*Try it*
Compute how many lines in the listing below hold the string "kept", then state only the result.

*Source material*
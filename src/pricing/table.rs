use crate::config::OptionColumns;
use crate::error::QuoteError;
use crate::pricing::PricingError;
use crate::spreadsheet::cell::Cell;
use crate::spreadsheet::table::Table;
use serde::Serialize;
use std::collections::HashMap;

/// Maximum number of option columns in the price sheet.
pub const MAX_OPTIONS: usize = 18;

/// Options offered under one classification, in column order.
#[derive(Clone, Debug, Default, PartialEq, Eq, Serialize)]
pub struct OptionSet {
    prices: Vec<(String, u64)>,
}

impl OptionSet {
    /// Unit price of an offered option.
    pub fn price(&self, option: &str) -> Option<u64> {
        let option = option.trim();
        self.prices
            .iter()
            .find(|(name, _)| name == option)
            .map(|(_, price)| *price)
    }

    pub fn contains(&self, option: &str) -> bool {
        self.price(option).is_some()
    }

    pub fn names(&self) -> impl Iterator<Item = &str> {
        self.prices.iter().map(|(name, _)| name.as_str())
    }

    pub fn iter(&self) -> impl Iterator<Item = (&str, u64)> {
        self.prices.iter().map(|(name, price)| (name.as_str(), *price))
    }

    pub fn len(&self) -> usize {
        self.prices.len()
    }

    pub fn is_empty(&self) -> bool {
        self.prices.is_empty()
    }
}

/// What a classification offers.
#[derive(Clone, Copy, Debug, PartialEq, Eq)]
pub enum Availability<'a> {
    Options(&'a OptionSet),
    /// No pricing row, or a row that prices nothing
    NoOptions,
}

/// Option prices per classification.
#[derive(Clone, Debug, Default)]
pub struct PriceTable {
    /// Option names in column order
    options: Vec<String>,
    classifications: HashMap<String, OptionSet>,
}

impl PriceTable {
    /// Reads the wide option sheet: a classification column plus one column per option.
    ///
    /// A null price cell means the option is not offered. Repeated classification rows are
    /// merged; the earlier row wins and later rows only fill the options it left unpriced.
    pub fn from_table(table: &Table, columns: &OptionColumns) -> Result<PriceTable, QuoteError> {
        let classification_col = table.require_column(&columns.classification)?;
        let option_cols = (0..table.columns.len())
            .filter(|col| *col != classification_col)
            .collect::<Vec<usize>>();
        if option_cols.len() > MAX_OPTIONS {
            Err(PricingError::TooManyOptions(table.file_name.to_owned(), table.sheet_name.to_owned(), option_cols.len()))?
        }

        let mut rows = HashMap::<String, Vec<Option<u64>>>::new();
        for row in &table.rows {
            let classification = match row.get(classification_col).map(Cell::to_text).filter(|text| !text.is_empty()) {
                Some(classification) => classification,
                None => {
                    if !row.is_blank() {
                        log::debug!("Skip row {} of sheet '{}': missing classification", row.number, table.sheet_name);
                    }
                    continue;
                }
            };

            let prices = option_cols
                .iter()
                .map(|col| row.get(*col).map(|cell| price(table, cell)).transpose())
                .collect::<Result<Vec<Option<u64>>, PricingError>>()?;

            match rows.get_mut(&classification) {
                None => {
                    rows.insert(classification, prices);
                }
                Some(merged) => {
                    for (index, (current, later)) in merged.iter_mut().zip(prices).enumerate() {
                        match (*current, later) {
                            (None, Some(_)) => *current = later,
                            (Some(kept), Some(other)) if kept != other => log::warn!(
                                "Classification '{}' repeated at row {} of sheet '{}': keep {} = {}, ignore {}",
                                classification,
                                row.number,
                                table.sheet_name,
                                table.columns[option_cols[index]],
                                kept,
                                other
                            ),
                            _ => (),
                        }
                    }
                }
            }
        }

        let options = option_cols
            .iter()
            .map(|col| table.columns[*col].to_owned())
            .collect::<Vec<String>>();
        log::info!(
            "Loaded {} options for {} classifications from sheet '{}' of '{}'",
            options.len(),
            rows.len(),
            table.sheet_name,
            table.file_name
        );
        let classifications = rows
            .into_iter()
            .map(|(classification, prices)| (classification, offered_set(&options, &prices)))
            .collect::<HashMap<String, OptionSet>>();
        Ok(PriceTable { options, classifications })
    }

    /// Builds a price table from literal rows, each listing every option with its optional price.
    #[cfg(test)]
    pub(crate) fn from_prices(rows: &[(&str, &[(&str, Option<u64>)])]) -> PriceTable {
        let mut table = PriceTable::default();
        for (classification, prices) in rows {
            for (option, _) in prices.iter() {
                if !table.options.iter().any(|name| name == option) {
                    table.options.push(option.to_string());
                }
            }
            let set = OptionSet {
                prices: prices
                    .iter()
                    .filter_map(|(option, price)| price.map(|price| (option.to_string(), price)))
                    .collect(),
            };
            table.classifications.entry(classification.to_string()).or_insert(set);
        }
        table
    }

    /// Every option column name, offered or not.
    pub fn option_names(&self) -> &[String] {
        &self.options
    }

    /// Classifications that have a pricing row, sorted.
    pub fn classifications(&self) -> Vec<&str> {
        let mut classifications = self.classifications.keys().map(String::as_str).collect::<Vec<&str>>();
        classifications.sort_unstable();
        classifications
    }

    /// Options offered for a classification.
    pub fn offered(&self, classification: &str) -> Availability<'_> {
        match self.classifications.get(classification.trim()) {
            Some(options) if !options.is_empty() => Availability::Options(options),
            _ => Availability::NoOptions,
        }
    }
}

fn offered_set(options: &[String], prices: &[Option<u64>]) -> OptionSet {
    OptionSet {
        prices: options
            .iter()
            .zip(prices)
            .filter_map(|(option, price)| price.map(|price| (option.to_owned(), price)))
            .collect(),
    }
}

fn price(table: &Table, cell: &Cell) -> Result<u64, PricingError> {
    let invalid = |message: String| PricingError::InvalidPrice(
        table.file_name.to_owned(),
        table.sheet_name.to_owned(),
        cell.reference(),
        message,
    );
    let value = cell.to_integer().map_err(invalid)?;
    u64::try_from(value).map_err(|_| invalid(format!("price {} must not be negative", value)))
}

#[cfg(test)]
mod tests {
    use super::*;
    use crate::spreadsheet::cell::CellType;
    use crate::spreadsheet::table::Row;
    use pretty_assertions::assert_eq;

    fn table(columns: &[&str], rows: &[&[&str]]) -> Table {
        Table {
            file_name: "qiaosi.xlsx".to_owned(),
            sheet_name: "選項價格".to_owned(),
            columns: columns.iter().map(|name| name.to_string()).collect(),
            rows: rows.iter().enumerate().map(|(index, values)| Row {
                number: index + 2,
                cells: values.iter().enumerate().map(|(col, value)| {
                    Some(Cell {
                        row: index + 1,
                        col,
                        kind: CellType::Number,
                        value: value.to_string(),
                    }).filter(|_| !value.is_empty())
                }).collect(),
            }).collect(),
        }
    }

    fn prices(availability: Availability<'_>) -> Vec<(String, u64)> {
        match availability {
            Availability::Options(options) => options.iter().map(|(name, price)| (name.to_owned(), price)).collect(),
            Availability::NoOptions => Vec::new(),
        }
    }

    #[test]
    fn blank_price_is_not_offered() {
        let table = PriceTable::from_table(&table(
            &["巧思分類", "Wax", "Seal", "Glass"],
            &[&["A", "1000", "2000", ""], &["B", "1,200", "", "800"]],
        ), &OptionColumns::default()).unwrap();

        assert_eq!(table.option_names(), &["Wax".to_owned(), "Seal".to_owned(), "Glass".to_owned()]);
        assert_eq!(table.classifications(), vec!["A", "B"]);
        assert_eq!(prices(table.offered("A")), vec![("Wax".to_owned(), 1000), ("Seal".to_owned(), 2000)]);
        assert_eq!(prices(table.offered(" B ")), vec![("Wax".to_owned(), 1200), ("Glass".to_owned(), 800)]);
        assert_eq!(table.offered("C"), Availability::NoOptions);
    }

    #[test]
    fn classification_column_may_be_anywhere() {
        let table = PriceTable::from_table(&table(
            &["Wax", "巧思分類"],
            &[&["500", "A"], &["", "E"]],
        ), &OptionColumns::default()).unwrap();
        assert_eq!(prices(table.offered("A")), vec![("Wax".to_owned(), 500)]);
        assert_eq!(table.offered("E"), Availability::NoOptions);
    }

    #[test]
    fn repeated_classification_rows_merge() {
        let table = PriceTable::from_table(&table(
            &["巧思分類", "Wax", "Seal"],
            &[&["A", "1000", ""], &["A", "900", "2000"]],
        ), &OptionColumns::default()).unwrap();
        assert_eq!(prices(table.offered("A")), vec![("Wax".to_owned(), 1000), ("Seal".to_owned(), 2000)]);
    }

    #[test]
    fn invalid_prices_are_reported() {
        for value in ["-100", "99.5", "call us"] {
            let error = PriceTable::from_table(&table(
                &["巧思分類", "Wax"],
                &[&["A", value]],
            ), &OptionColumns::default()).unwrap_err();
            assert!(matches!(error, QuoteError::PricingError(PricingError::InvalidPrice(_, _, ref reference, _)) if reference == "B2"));
        }
    }

    #[test]
    fn formula_residue_is_rounded() {
        let table = PriceTable::from_table(&table(
            &["巧思分類", "Wax", "Seal"],
            &[&["A", "1199.9999999999998", "2000.0000000000002"]],
        ), &OptionColumns::default()).unwrap();
        assert_eq!(prices(table.offered("A")), vec![("Wax".to_owned(), 1200), ("Seal".to_owned(), 2000)]);
    }

    #[test]
    fn at_most_eighteen_options() {
        let mut columns = vec!["巧思分類".to_owned()];
        columns.extend((1..=19).map(|index| format!("Option {}", index)));
        let columns = columns.iter().map(String::as_str).collect::<Vec<&str>>();

        let error = PriceTable::from_table(&table(&columns, &[]), &OptionColumns::default()).unwrap_err();
        assert!(matches!(error, QuoteError::PricingError(PricingError::TooManyOptions(_, _, 19))));
        assert!(PriceTable::from_table(&table(&columns[..19], &[]), &OptionColumns::default()).is_ok());
    }

    #[test]
    fn missing_classification_column() {
        let error = PriceTable::from_table(&table(&["Wax"], &[]), &OptionColumns::default()).unwrap_err();
        assert!(matches!(error, QuoteError::SpreadsheetError(_)));
    }

    #[test]
    fn literal_prices() {
        let table = PriceTable::from_prices(&[("A", &[("Wax", Some(1000)), ("Seal", None)])]);
        assert_eq!(table.option_names().len(), 2);
        match table.offered("A") {
            Availability::Options(options) => {
                assert!(options.contains("Wax"));
                assert!(!options.contains("Seal"));
                assert_eq!(options.names().collect::<Vec<_>>(), vec!["Wax"]);
            }
            Availability::NoOptions => panic!("classification A offers Wax"),
        }
    }
}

*Response to the exercise*
2